Un día lo sentí y un venerable santón que me vigilaba de frente me advirtió de ello. Por primera vez, aquel día, mi oído superó a mi vista como herramienta sensorial. Sin serlo del todo, entonces, en presente, se me antojó que aquello era algo así como la demostración de un milagro.

–Sí, lo que escuchas es una brizna que te circunvuela, atiéndela –me dijo el santón.

Desconcertado le di las gracias reverencialmente, como corresponde en estos casos, y seguí mi camino, que no era ninguno o que eran todos, a saber... Aquel día, como tantos otros, caminaba a ningún lugar, pero sabiendo que llegara adonde llegara sería un buen sitio para llegar. En aquella situación mi consciencia sabía que, sin albórbola ni farolillos, el ritmo y el rumbo de mis pasos se estaban dejando guiar por los guiños de las luces y las sombras del entramado del lugar, que para muchos era un lugar santo.

Hasta donde alcanzaban mi vista y mi oído, el lugar era como unas serenas acuarelas, ora sonoras, ora visuales, ora ambas cosas a la vez.
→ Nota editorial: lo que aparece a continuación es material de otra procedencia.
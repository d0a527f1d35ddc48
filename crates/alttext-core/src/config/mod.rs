//! Configuration management for the alt text tool.
//!
//! Configuration is loaded from the platform config directory with sensible
//! defaults. API keys are never read from or written to this file.

mod types;
mod validate;

pub use types::*;

use crate::error::ConfigError;
use crate::types::{Language, ProviderKind};
use serde::{Deserialize, Serialize};
use std::path::{Path, PathBuf};

/// Root configuration structure.
#[derive(Debug, Clone, Default, Serialize, Deserialize)]
#[serde(default)]
pub struct Config {
    /// Default language and provider
    pub generation: GenerationConfig,

    /// Accepted input formats
    pub processing: ProcessingConfig,

    /// Resource limits
    pub limits: LimitsConfig,

    /// Provider endpoints and models
    pub providers: ProvidersConfig,

    /// Spreadsheet export settings
    pub export: ExportConfig,

    /// Result table output settings
    pub output: OutputConfig,

    /// Logging settings
    pub logging: LoggingConfig,
}

impl Config {
    /// Load configuration from the default location.
    ///
    /// Returns default configuration if the file doesn't exist.
    pub fn load() -> Result<Self, ConfigError> {
        let path = Self::default_path();
        if path.exists() {
            Self::load_from(&path)
        } else {
            Ok(Self::default())
        }
    }

    /// Load configuration from a specific file path.
    pub fn load_from(path: &Path) -> Result<Self, ConfigError> {
        let content = std::fs::read_to_string(path)?;
        let config: Config = toml::from_str(&content)?;
        config.validate()?;
        Ok(config)
    }

    /// Get the default config file path.
    ///
    /// - macOS: ~/Library/Application Support/com.alttext.alttext/config.toml
    /// - Linux: ~/.config/alttext/config.toml
    /// - Windows: C:\Users\<User>\AppData\Roaming\alttext\config\config.toml
    ///
    /// Falls back to ~/.alttext/config.toml if directory detection fails.
    pub fn default_path() -> PathBuf {
        directories::ProjectDirs::from("com", "alttext", "alttext")
            .map(|dirs| dirs.config_dir().join("config.toml"))
            .unwrap_or_else(|| {
                PathBuf::from(shellexpand::tilde("~/.alttext/config.toml").into_owned())
            })
    }

    /// Default target language. Falls back to English if the configured
    /// name is unknown (only possible for configs that skipped validation).
    pub fn default_language(&self) -> Language {
        Language::parse(&self.generation.language).unwrap_or_default()
    }

    /// Default provider, with the same fallback rule as the language.
    pub fn default_provider(&self) -> ProviderKind {
        ProviderKind::parse(&self.generation.provider).unwrap_or_default()
    }

    /// Serialize the config to a pretty TOML string.
    pub fn to_toml(&self) -> Result<String, ConfigError> {
        toml::to_string_pretty(self).map_err(|e| ConfigError::ValidationError(e.to_string()))
    }
}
Desde aquel entonces, cuando rememoro el escenario, como es el caso de hoy en esta columna, alguna brizna, mil veces distinta, comparece y revolotea a mi alrededor, y me retrotrae a aquel místico momento que reinventó mi particular percepción de los espacios y las situaciones que me han rodeado a lo largo de mi vida. Todo es infinitamente más cálido cuando nos acompaña el ingrávido vuelo de una brizna.
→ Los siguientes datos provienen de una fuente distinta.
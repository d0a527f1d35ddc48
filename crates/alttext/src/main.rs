//! Alt Text CLI - generate image alt text with AltText.ai or OpenAI.
//!
//! Sends each image to the selected provider, prints the resulting table of
//! alt text and `<img>` snippets, and optionally exports it to Excel.
//!
//! # Usage
//!
//! ```bash
//! # Generate Italian alt text for a folder of images
//! alttext generate ./images --language italian --api-key $KEY
//!
//! # Use OpenAI and export the table
//! alttext generate cat.png dog.jpg --provider openai --export
//!
//! # Guided mode
//! alttext
//!
//! # View configuration
//! alttext config show
//! ```

use clap::{CommandFactory, Parser, Subcommand};
use std::io::IsTerminal;

mod cli;
mod logging;

/// Alt Text - generate image alt text with AltText.ai or OpenAI.
#[derive(Parser, Debug)]
#[command(name = "alttext")]
#[command(author, version, about, long_about = None)]
#[command(propagate_version = true)]
struct Cli {
    /// Enable verbose (debug) logging
    #[arg(short, long, global = true)]
    verbose: bool,

    /// Output logs in JSON format
    #[arg(long, global = true)]
    json_logs: bool,

    #[command(subcommand)]
    command: Option<Commands>,
}

/// Available commands.
#[derive(Subcommand, Debug)]
enum Commands {
    /// Generate alt text for images and optionally export it to Excel
    Generate(cli::generate::GenerateArgs),

    /// View and manage configuration
    Config(cli::config::ConfigArgs),
}

#[tokio::main]
async fn main() -> anyhow::Result<()> {
    let cli = Cli::parse();

    // Logging isn't initialized yet, so config warnings go through eprintln.
    let config = match alttext_core::Config::load() {
        Ok(config) => config,
        Err(e) => {
            eprintln!(
                "Warning: Failed to load config: {e}\n  \
                 Using default configuration. Check your config file with `alttext config path`."
            );
            alttext_core::Config::default()
        }
    };
    logging::init_from_config(&config, cli.verbose, cli.json_logs);

    tracing::debug!("alttext v{}", alttext_core::VERSION);

    match cli.command {
        Some(Commands::Generate(args)) => cli::generate::execute(args, &config).await,
        Some(Commands::Config(args)) => cli::config::execute(args, &config),
        None if std::io::stdin().is_terminal() && std::io::stderr().is_terminal() => {
            cli::interactive::run(&config).await
        }
        None => {
            Cli::command().print_help()?;
            Ok(())
        }
    }
}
Las briznas y sus vuelos son realidades apodícticas que a veces hacen acto de presencia como premios y a veces como castigos que nos circunvuelan en el sentido de las agujas del reloj o en su sentido contrario, como si las briznas intentaran demostrarnos a los hombres, los seres más listillos de universo conocido, que, para crecer, los vientos, las briznas y los campos son más sabios que todas las facultades de agronomía del planeta unidas.

Las briznas, como los políticos que viven de serlo, pero en el buen sentido, son las pasajeras de los vientos más convenientes cada vez. Las briznas del este y las del oeste, contrariamente a la política, no entienden de derechas o izquierdas, según se mira la carta de navegación. Y las briznas del norte y las del sur, tampoco.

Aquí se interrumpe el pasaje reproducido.